Lorsqu’une portion d’une puissante monarchie s’est abandonnée aux troubles domestiques et aux guerres religieuses, pendant plusieurs siècles, et que la rébellion s’est soutenue dans l’état et a résisté à un monarque, quels sont les moyens politiques les plus sages et les plus conformes à l’humanité, que la raison et l’expérience ordonnent pour rétablir la tranquillité publique? Signé,

Soulavie.”

L’article, concerté entre M. Francklin et l’auteur de ces mémoires, parut tel qu’on le publie ici, sauf l’article des remèdes politiques pour dissiper l’anarchie. En effet, le journal de Paris renvoya la note sur les moyens politiques d’apaiser les troubles d’un état, en observant que la France n’avait jamais été plus paisible, ni dans une situation plus éloignée des révolutions, ce qui rendait, disait-on, cette épisode étrangère au journal. Je vais indiquer ici ces moyens d’étouffer l’anarchie destinés à paraître dans le journal de Paris à la fin de la note précédente.

La diversion est le seul moïen de tempérer les troubles d’un état. Elle consiste à

Occuper les esprits d’un genre de littérature opposé aux séditions; aux écrits polémiques et aux factions: peste publique dans un état.

Les occuper du commerce en grand.

Les occuper du beau idéal dans les arts.

Les occuper des plus grandes entreprises en édifices nationaux.

Les occuper du persiflage des excès et des erreurs passées, soit politiques, soit religieuses (mais avec de grandes précautions).

Les occuper de plaisirs, de fêtes, d’amusemens, de modes, de danses et de luxe.

Amollir les caractères turbulens; s’assurer par toutes les voies, des chefs qui survivent; mais s’en assurer par négociation.

M. Francklin avouait que la diversion était le seul moyen de tempérer l’esprit séditieux des peuples, après les catastrophes.

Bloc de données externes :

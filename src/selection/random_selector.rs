//! Uniformly random move selector.
//!
//! Selects uniformly from the legal moves and is used both as a standalone
//! low-strength player and as the substitute whenever another selector
//! misbehaves.

use rand::prelude::IndexedRandom;

use crate::selection::selector_trait::MoveSelector;

pub struct RandomSelector;

impl RandomSelector {
    pub fn new() -> Self {
        Self
    }
}

impl Default for RandomSelector {
    fn default() -> Self {
        Self::new()
    }
}

impl MoveSelector for RandomSelector {
    fn name(&self) -> &str {
        "uniform-random"
    }

    fn choose_move(
        &mut self,
        _fen: &str,
        legal_moves: &[String],
    ) -> Result<Option<String>, String> {
        if legal_moves.is_empty() {
            return Ok(None);
        }

        let mut rng = rand::rng();
        let picked = legal_moves
            .choose(&mut rng)
            .ok_or("failed to choose a random move")?;
        Ok(Some(picked.clone()))
    }
}

#[cfg(test)]
mod tests {
    use super::RandomSelector;
    use crate::selection::selector_trait::MoveSelector;

    #[test]
    fn always_answers_with_a_member_of_the_list() {
        let legal: Vec<String> = ["e2e4", "d2d4", "g1f3"]
            .iter()
            .map(|s| s.to_string())
            .collect();
        let mut selector = RandomSelector::new();

        for _ in 0..32 {
            let choice = selector
                .choose_move("fen-ignored", &legal)
                .expect("random selection should not fail")
                .expect("non-empty list should yield a move");
            assert!(legal.contains(&choice));
        }
    }

    #[test]
    fn declines_on_an_empty_list() {
        let mut selector = RandomSelector::new();
        let choice = selector
            .choose_move("fen-ignored", &[])
            .expect("empty selection should not fail");
        assert!(choice.is_none());
    }
}
//! Crate-wide error taxonomy.
//!
//! Every fallible operation in the engine reports one of these variants so
//! callers can try an alternative move or reject bad input without unwinding.

use std::error::Error;
use std::fmt;

use crate::game_state::chess_types::{Color, PieceKind, Square};
use crate::utils::algebraic::square_to_algebraic;

pub type ChessResult<T> = Result<T, ChessError>;

/// Represents all error conditions the rules engine can report.
#[derive(Debug, Clone, PartialEq, Eq)]
pub enum ChessError {
    /// A square reference was malformed or out of range.
    InvalidSquare(String),
    /// A UCI move string could not be decoded.
    InvalidMoveText(String),
    /// A move was attempted from a square holding no piece.
    NoPieceOnSquare(Square),
    /// A move was attempted with a piece that does not belong to the side to move.
    WrongSideToMove(Square),
    /// A pawn reached the last rank without a promotion piece being supplied.
    MissingPromotion(Square),
    /// The supplied promotion piece is not a queen, rook, bishop, or knight.
    InvalidPromotion(PieceKind),
    /// The position has no king for the given color.
    MissingKing(Color),
    /// The provided FEN string is invalid or could not be parsed.
    InvalidFen(String),
}

impl fmt::Display for ChessError {
    fn fmt(&self, f: &mut fmt::Formatter<'_>) -> fmt::Result {
        match self {
            ChessError::InvalidSquare(text) => write!(f, "invalid square reference: {text}"),
            ChessError::InvalidMoveText(text) => write!(f, "invalid move text: {text}"),
            ChessError::NoPieceOnSquare(square) => {
                write!(f, "no piece on square {}", square_to_algebraic(*square))
            }
            ChessError::WrongSideToMove(square) => {
                write!(
                    f,
                    "piece on {} does not belong to the side to move",
                    square_to_algebraic(*square)
                )
            }
            ChessError::MissingPromotion(square) => {
                write!(
                    f,
                    "pawn move to {} requires a promotion piece",
                    square_to_algebraic(*square)
                )
            }
            ChessError::InvalidPromotion(kind) => {
                write!(f, "cannot promote to {kind:?}")
            }
            ChessError::MissingKing(color) => write!(f, "no {color:?} king on the board"),
            ChessError::InvalidFen(message) => write!(f, "invalid FEN string: {message}"),
        }
    }
}

impl Error for ChessError {}
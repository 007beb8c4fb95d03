//! UCI move text conversions.
//!
//! A move is spelled `<from><to>[promotion-letter]` (4–5 characters, with a
//! lowercase promotion letter among q/r/b/n). Decoding validates the text
//! against a game state so a promotion cannot be attached to anything but a
//! pawn reaching its last rank.

use crate::errors::{ChessError, ChessResult};
use crate::game_state::chess_rules::promotion_rank;
use crate::game_state::chess_types::{Move, PieceKind, Square};
use crate::game_state::game_state::GameState;
use crate::utils::algebraic::{algebraic_to_square, square_to_algebraic};

/// Encode a move as UCI text (for example: "e2e4", "e7e8q").
pub fn move_to_uci(mv: &Move) -> String {
    let mut out = String::new();
    out.push_str(&square_to_algebraic(mv.from));
    out.push_str(&square_to_algebraic(mv.to));
    if let Some(kind) = mv.promotion {
        if let Some(letter) = promotion_letter(kind) {
            out.push(letter);
        }
    }
    out
}

/// Decode UCI move text against `game_state`.
pub fn uci_to_move(text: &str, game_state: &GameState) -> ChessResult<Move> {
    if !text.is_ascii() || (text.len() != 4 && text.len() != 5) {
        return Err(ChessError::InvalidMoveText(text.to_owned()));
    }

    let from = parse_square_part(&text[0..2])?;
    let to = parse_square_part(&text[2..4])?;

    let piece = game_state
        .piece_at(from)
        .ok_or(ChessError::NoPieceOnSquare(from))?;
    if piece.color != game_state.current_player() {
        return Err(ChessError::WrongSideToMove(from));
    }

    let reaches_last_rank =
        piece.kind == PieceKind::Pawn && to.rank() == promotion_rank(piece.color);

    let promotion = if text.len() == 5 {
        if !reaches_last_rank {
            return Err(ChessError::InvalidMoveText(text.to_owned()));
        }
        let letter = text.as_bytes()[4] as char;
        Some(
            promotion_from_letter(letter)
                .ok_or_else(|| ChessError::InvalidMoveText(text.to_owned()))?,
        )
    } else {
        if reaches_last_rank {
            return Err(ChessError::MissingPromotion(to));
        }
        None
    };

    Ok(Move {
        from,
        to,
        promotion,
    })
}

#[inline]
fn parse_square_part(part: &str) -> ChessResult<Square> {
    algebraic_to_square(part).ok_or_else(|| ChessError::InvalidSquare(part.to_owned()))
}

#[inline]
pub fn promotion_letter(kind: PieceKind) -> Option<char> {
    match kind {
        PieceKind::Queen => Some('q'),
        PieceKind::Rook => Some('r'),
        PieceKind::Bishop => Some('b'),
        PieceKind::Knight => Some('n'),
        PieceKind::Pawn | PieceKind::King => None,
    }
}

#[inline]
fn promotion_from_letter(letter: char) -> Option<PieceKind> {
    match letter {
        'q' => Some(PieceKind::Queen),
        'r' => Some(PieceKind::Rook),
        'b' => Some(PieceKind::Bishop),
        'n' => Some(PieceKind::Knight),
        _ => None,
    }
}
//! Bishop pseudo-legal target generation.

use crate::game_state::board::Board;
use crate::game_state::chess_types::{Color, Square};
use crate::moves::sliding::sliding_targets;

pub const BISHOP_DIRECTIONS: [(i8, i8); 4] = [(-1, -1), (-1, 1), (1, -1), (1, 1)];

#[inline]
pub fn bishop_targets(board: &Board, from: Square, color: Color) -> Vec<Square> {
    sliding_targets(board, from, color, &BISHOP_DIRECTIONS)
}
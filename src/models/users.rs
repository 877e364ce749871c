use chrono::{DateTime, Utc};
use serde::{Deserialize, Serialize};
use sqlx::prelude::FromRow;
use uuid::Uuid;

#[derive(Debug, Clone, FromRow, Serialize, Deserialize)]
pub struct User {
    pub id: Uuid,
    pub email: String,
    pub email_verified_at: Option<DateTime<Utc>>,
    pub password_hash: Option<String>,
    pub username: String,

    // Bookkeeping that does not deserve its own columns:
    // verification_sent_at, reset_token_hash, reset_token_expires_at.
    #[sqlx(json)]
    pub metadata: serde_json::Value,

    pub created_at: DateTime<Utc>,
    pub updated_at: DateTime<Utc>,
}
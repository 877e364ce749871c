use sha2::{Digest, Sha256};
use uuid::Uuid;

pub fn generate_reset_token() -> String {
    Uuid::new_v4().simple().to_string()
}

pub fn hash_reset_token(token: &str) -> String {
    let mut hasher = Sha256::new();
    hasher.update(token.as_bytes());
    hex::encode(hasher.finalize())
}

#[cfg(test)]
mod tests {
    use super::*;

    #[test]
    fn hash_reset_token_is_deterministic() {
        let token = "test-token";
        let first = hash_reset_token(token);
        let second = hash_reset_token(token);
        assert_eq!(first, second);
    }

    #[test]
    fn hash_reset_token_has_expected_length() {
        let hashed = hash_reset_token("test-token");
        assert_eq!(hashed.len(), 64);
    }

    #[test]
    fn hash_reset_token_differs_for_different_tokens() {
        assert_ne!(hash_reset_token("token-a"), hash_reset_token("token-b"));
    }

    #[test]
    fn generate_reset_token_returns_non_empty_value() {
        assert!(!generate_reset_token().trim().is_empty());
    }
}
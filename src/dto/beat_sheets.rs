use chrono::{DateTime, Utc};
use serde::{Deserialize, Serialize};
use uuid::Uuid;

use crate::models::beat_sheets::BeatSheet;

/// Full beat sheet as rendered by the editor. `title` and `date` are
/// included in responses but never accepted back on update.
#[derive(Debug, Serialize)]
#[serde(rename_all = "camelCase")]
pub struct BeatSheetResponse {
    pub id: Uuid,
    pub project_id: Uuid,
    pub title: String,
    pub date: DateTime<Utc>,
    pub logline: String,
    pub genre: String,
    pub opening_image: String,
    pub theme_stated: String,
    pub set_up: String,
    pub catalyst: String,
    pub debate: String,
    pub break_into_two: String,
    pub b_story: String,
    pub fun_and_games: String,
    pub midpoint: String,
    pub bad_guys_close_in: String,
    pub all_is_lost: String,
    pub dark_night_of_the_soul: String,
    pub break_into_three: String,
    pub finale: String,
    pub final_image: String,
}

/// Full-replace update of the mutable fields.
#[derive(Debug, Clone, Deserialize)]
#[serde(rename_all = "camelCase")]
pub struct UpdateBeatSheetRequest {
    pub logline: String,
    pub genre: String,
    pub opening_image: String,
    pub theme_stated: String,
    pub set_up: String,
    pub catalyst: String,
    pub debate: String,
    pub break_into_two: String,
    pub b_story: String,
    pub fun_and_games: String,
    pub midpoint: String,
    pub bad_guys_close_in: String,
    pub all_is_lost: String,
    pub dark_night_of_the_soul: String,
    pub break_into_three: String,
    pub finale: String,
    pub final_image: String,
}

impl From<BeatSheet> for BeatSheetResponse {
    fn from(sheet: BeatSheet) -> Self {
        Self {
            id: sheet.id,
            project_id: sheet.project_id,
            title: sheet.title,
            date: sheet.date,
            logline: sheet.logline,
            genre: sheet.genre,
            opening_image: sheet.opening_image,
            theme_stated: sheet.theme_stated,
            set_up: sheet.set_up,
            catalyst: sheet.catalyst,
            debate: sheet.debate,
            break_into_two: sheet.break_into_two,
            b_story: sheet.b_story,
            fun_and_games: sheet.fun_and_games,
            midpoint: sheet.midpoint,
            bad_guys_close_in: sheet.bad_guys_close_in,
            all_is_lost: sheet.all_is_lost,
            dark_night_of_the_soul: sheet.dark_night_of_the_soul,
            break_into_three: sheet.break_into_three,
            finale: sheet.finale,
            final_image: sheet.final_image,
        }
    }
}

M. Francklin n’accordait point une entière approbation au dernier des moyens relatif à l’amolissement des mÅ“urs. Il disait que les sociétés établies en Europe étaient trop amolies. Il avouait cependant que le fanatisme, l’anarchie et les vices qui ont de l’impétuosité, proviennent d’un égarement d’esprit, que la violence et la force irritent, au lieu de corriger. Il dit que le moyen principal de tempérer les citoyens qui en étaient tourmentés, consistait à négocier avec les factions; mais il pensait que l’amour des rois et l’amour de la liberté républicaine étaient deux sentimens énergiques et louables qui avaient fait de très-grandes choses, et tandis que dans sa patrie les deux partis opposés en étaient venus aux mains pour décider quel parti, royal, ou républicain, l’emporterait; il était pénétré d’une vénération sentimentale pour Louis XVI, qu’il regardait comme le premier fondateur des Etats-Unis.